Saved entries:
§
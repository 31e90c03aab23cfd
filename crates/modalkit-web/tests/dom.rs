//! Browser tests: `wasm-pack test --headless --firefox crates/modalkit-web`.

#![cfg(target_arch = "wasm32")]

use std::cell::RefCell;
use std::rc::Rc;

use modalkit_core::{ModalConfig, ModalId, TrapState};
use modalkit_web::ModalBinding;
use pretty_assertions::assert_eq;
use wasm_bindgen::JsCast;
use wasm_bindgen::closure::Closure;
use wasm_bindgen_test::*;
use web_sys::{
    CustomEvent, Document, Element, HtmlElement, KeyboardEvent, KeyboardEventInit, MouseEvent,
    MouseEventInit,
};

wasm_bindgen_test_configure!(run_in_browser);

struct Fixture {
    document: Document,
    root: Element,
    binding: Option<Rc<ModalBinding>>,
}

impl Fixture {
    /// One opener and one dialog `{id}` with buttons `{id}-first` and
    /// `{id}-close`. The content box sits well away from the top-left corner.
    fn new(id: &str) -> Self {
        Self::with_extra(id, "")
    }

    /// As [`Fixture::new`], with `extra` markup after the close button.
    fn with_extra(id: &str, extra: &str) -> Self {
        let document = web_sys::window().unwrap().document().unwrap();
        let root = document.create_element("div").unwrap();
        root.set_inner_html(&format!(
            r#"<button id="{id}-opener" data-modal="{id}">Open</button>
            <div id="{id}" class="modal-wrapper"
                 style="display:none;position:fixed;left:0;top:0;width:100%;height:100%">
              <div class="modal-content" style="margin:120px auto 0;width:300px;height:160px">
                <button id="{id}-first">First</button>
                <button id="{id}-close" class="modal-close">Close</button>
                {extra}
              </div>
            </div>"#
        ));
        document.body().unwrap().append_child(&root).unwrap();
        let binding = ModalBinding::attach_to(document.clone(), ModalConfig::default()).unwrap();
        Self {
            document,
            root,
            binding: Some(Rc::new(binding)),
        }
    }

    fn binding(&self) -> &ModalBinding {
        self.binding.as_deref().unwrap()
    }

    fn detach(&mut self) {
        let binding = self.binding.take().unwrap();
        Rc::try_unwrap(binding).unwrap().detach();
    }

    fn el(&self, id: &str) -> HtmlElement {
        self.document
            .get_element_by_id(id)
            .unwrap()
            .dyn_into::<HtmlElement>()
            .unwrap()
    }

    fn display(&self, id: &str) -> String {
        self.el(id).style().get_property_value("display").unwrap()
    }

    fn body_marked(&self) -> bool {
        self.document
            .body()
            .unwrap()
            .class_list()
            .contains("modal-open")
    }
}

impl Drop for Fixture {
    fn drop(&mut self) {
        self.binding.take();
        self.root.remove();
    }
}

/// Dispatch a cancelable, bubbling mouse event; returns false if prevented.
fn mouse(target: &Element, kind: &str, x: i32, y: i32) -> bool {
    let init = MouseEventInit::new();
    init.set_bubbles(true);
    init.set_cancelable(true);
    init.set_client_x(x);
    init.set_client_y(y);
    let event = MouseEvent::new_with_mouse_event_init_dict(kind, &init).unwrap();
    target.dispatch_event(&event).unwrap()
}

fn key(target: &Element, name: &str, shift: bool) -> bool {
    let init = KeyboardEventInit::new();
    init.set_bubbles(true);
    init.set_cancelable(true);
    init.set_key(name);
    init.set_shift_key(shift);
    let event = KeyboardEvent::new_with_keyboard_event_init_dict("keydown", &init).unwrap();
    target.dispatch_event(&event).unwrap()
}

#[wasm_bindgen_test]
fn trigger_click_opens_dialog() {
    let f = Fixture::new("t1");
    let not_prevented = mouse(&f.el("t1-opener"), "click", 10, 10);

    assert!(!not_prevented);
    assert!(f.binding().is_open("t1"));
    assert_eq!(f.display("t1"), "block");
    assert_eq!(f.el("t1").get_attribute("aria-hidden").as_deref(), Some("false"));
    assert_eq!(f.el("t1").style().get_property_value("z-index").unwrap(), "1001");
    assert!(f.body_marked());
    assert_eq!(f.binding().trap_state(), TrapState::Trapped("t1".into()));
}

#[wasm_bindgen_test]
fn close_control_hides_and_restores_focus() {
    let f = Fixture::new("t2");
    let opener = f.el("t2-opener");
    opener.focus().unwrap();
    f.binding().open("t2");

    // A bubble-phase handler on the control itself must never see the press.
    let reached = Rc::new(RefCell::new(false));
    let on_button = {
        let reached = Rc::clone(&reached);
        Closure::<dyn FnMut(web_sys::Event)>::new(move |_: web_sys::Event| {
            *reached.borrow_mut() = true;
        })
    };
    let close = f.el("t2-close");
    close
        .add_event_listener_with_callback("mousedown", on_button.as_ref().unchecked_ref())
        .unwrap();

    let not_prevented = mouse(&close, "mousedown", 0, 0);

    close
        .remove_event_listener_with_callback("mousedown", on_button.as_ref().unchecked_ref())
        .unwrap();
    assert!(!not_prevented);
    assert!(!*reached.borrow());
    assert!(!f.binding().is_open("t2"));
    assert_eq!(f.display("t2"), "none");
    assert_eq!(f.el("t2").get_attribute("aria-hidden").as_deref(), Some("true"));
    assert!(!f.body_marked());
    let active = f.document.active_element().unwrap();
    assert_eq!(active.id(), "t2-opener");
}

#[wasm_bindgen_test]
fn backdrop_mousedown_closes_but_content_does_not() {
    let f = Fixture::new("t3");
    f.binding().open("t3");
    let surface: Element = f.el("t3").into();

    let content = f.el("t3-first").parent_element().unwrap();
    let r = content.get_bounding_client_rect();
    let (cx, cy) = ((r.x() + 5.0) as i32, (r.y() + 5.0) as i32);
    mouse(&surface, "mousedown", cx, cy);
    assert!(f.binding().is_open("t3"));

    assert!(!mouse(&surface, "mousedown", 2, 2));
    assert!(!f.binding().is_open("t3"));
}

#[wasm_bindgen_test]
fn escape_and_tab_wrap() {
    let f = Fixture::new("t4");
    f.binding().open("t4");
    let first: Element = f.el("t4-first").into();
    let last = f.el("t4-close");

    last.focus().unwrap();
    assert!(!key(&last, "Tab", false));
    assert_eq!(f.document.active_element(), Some(first.clone()));

    assert!(!key(&first, "Tab", true));
    assert_eq!(f.document.active_element().unwrap().id(), "t4-close");

    assert!(!key(&first, "Escape", false));
    assert!(!f.binding().is_open("t4"));
}

#[wasm_bindgen_test]
fn notifications_carry_modal_id() {
    let f = Fixture::new("t5");
    let seen = Rc::new(RefCell::new(Vec::<String>::new()));
    let record = {
        let seen = Rc::clone(&seen);
        Closure::<dyn FnMut(web_sys::Event)>::new(move |event: web_sys::Event| {
            let event = event.dyn_into::<CustomEvent>().unwrap();
            let id = js_sys::Reflect::get(&event.detail(), &"modalId".into())
                .unwrap()
                .as_string()
                .unwrap();
            seen.borrow_mut().push(format!("{}:{id}", event.type_()));
        })
    };
    for name in ["modal:open", "modal:close"] {
        f.document
            .add_event_listener_with_callback(name, record.as_ref().unchecked_ref())
            .unwrap();
    }

    f.binding().open("t5");
    f.binding().close("t5");

    for name in ["modal:open", "modal:close"] {
        f.document
            .remove_event_listener_with_callback(name, record.as_ref().unchecked_ref())
            .unwrap();
    }
    assert_eq!(
        *seen.borrow(),
        vec!["modal:open:t5".to_string(), "modal:close:t5".to_string()]
    );
}

#[wasm_bindgen_test]
fn detach_closes_and_unlistens() {
    let mut f = Fixture::new("t6");
    f.binding().open("t6");
    f.detach();

    assert_eq!(f.display("t6"), "none");
    assert!(!f.body_marked());
    assert!(mouse(&f.el("t6-opener"), "click", 0, 0));
    assert_eq!(f.display("t6"), "none");
}

#[wasm_bindgen_test]
fn reattach_after_detach() {
    let mut f = Fixture::new("t7");
    f.detach();
    let config = ModalConfig::builder().base_z_index(50).build().unwrap();
    f.binding = Some(Rc::new(
        ModalBinding::attach_to(f.document.clone(), config).unwrap(),
    ));

    mouse(&f.el("t7-opener"), "click", 0, 0);
    assert_eq!(f.binding().list_open(), vec![ModalId::from("t7")]);
    assert_eq!(f.binding().z_index("t7"), Some(51));
}

#[wasm_bindgen_test]
fn notification_listeners_see_settled_state() {
    let f = Fixture::new("t8");
    let weak = Rc::downgrade(f.binding.as_ref().unwrap());
    let seen = Rc::new(RefCell::new(Vec::<(String, bool, Vec<ModalId>)>::new()));
    let record = {
        let seen = Rc::clone(&seen);
        Closure::<dyn FnMut(web_sys::Event)>::new(move |event: web_sys::Event| {
            let binding = weak.upgrade().unwrap();
            seen.borrow_mut()
                .push((event.type_(), binding.is_open("t8"), binding.list_open()));
        })
    };
    for name in ["modal:open", "modal:close"] {
        f.document
            .add_event_listener_with_callback(name, record.as_ref().unchecked_ref())
            .unwrap();
    }

    f.binding().open("t8");
    assert_eq!(f.binding().trap_state(), TrapState::Trapped("t8".into()));
    f.binding().close("t8");

    for name in ["modal:open", "modal:close"] {
        f.document
            .remove_event_listener_with_callback(name, record.as_ref().unchecked_ref())
            .unwrap();
    }
    assert_eq!(
        *seen.borrow(),
        vec![
            ("modal:open".to_string(), true, vec![ModalId::from("t8")]),
            ("modal:close".to_string(), false, vec![]),
        ]
    );
}

#[wasm_bindgen_test]
fn notification_listener_may_call_back_into_binding() {
    let f = Fixture::new("t9");
    let weak = Rc::downgrade(f.binding.as_ref().unwrap());
    let close_on_open = Closure::<dyn FnMut(web_sys::Event)>::new(move |_: web_sys::Event| {
        assert!(weak.upgrade().unwrap().close("t9"));
    });
    let surface = f.el("t9");
    surface
        .add_event_listener_with_callback("modal:open", close_on_open.as_ref().unchecked_ref())
        .unwrap();

    assert!(f.binding().open("t9"));

    surface
        .remove_event_listener_with_callback("modal:open", close_on_open.as_ref().unchecked_ref())
        .unwrap();
    assert!(!f.binding().is_open("t9"));
    assert_eq!(f.display("t9"), "none");
    assert!(!f.body_marked());
}

#[wasm_bindgen_test]
fn tab_wrap_skips_visibility_hidden_controls() {
    let f = Fixture::with_extra(
        "t10",
        r#"<button id="t10-ghost" style="visibility:hidden">Ghost</button>
           <button id="t10-inert" inert>Inert</button>"#,
    );
    f.binding().open("t10");
    let close = f.el("t10-close");
    close.focus().unwrap();

    // The close button is the last control that can actually take focus.
    assert!(!key(&close, "Tab", false));
    assert_eq!(f.document.active_element().unwrap().id(), "t10-first");

    let first = f.el("t10-first");
    assert!(!key(&first, "Tab", true));
    assert_eq!(f.document.active_element().unwrap().id(), "t10-close");
}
§
*What you have to do*
Filter the records above down to the lines that hold the string "seen".

*Output for this task*
    let seen = Rc::new(RefCell::new(Vec::<String>::new()));
        let seen = Rc::clone(&seen);
            seen.borrow_mut().push(format!("{}:{id}", event.type_()));
        *seen.borrow(),
    let seen = Rc::new(RefCell::new(Vec::<(String, bool, Vec<ModalId>)>::new()));
        let seen = Rc::clone(&seen);
            seen.borrow_mut()
        *seen.borrow(),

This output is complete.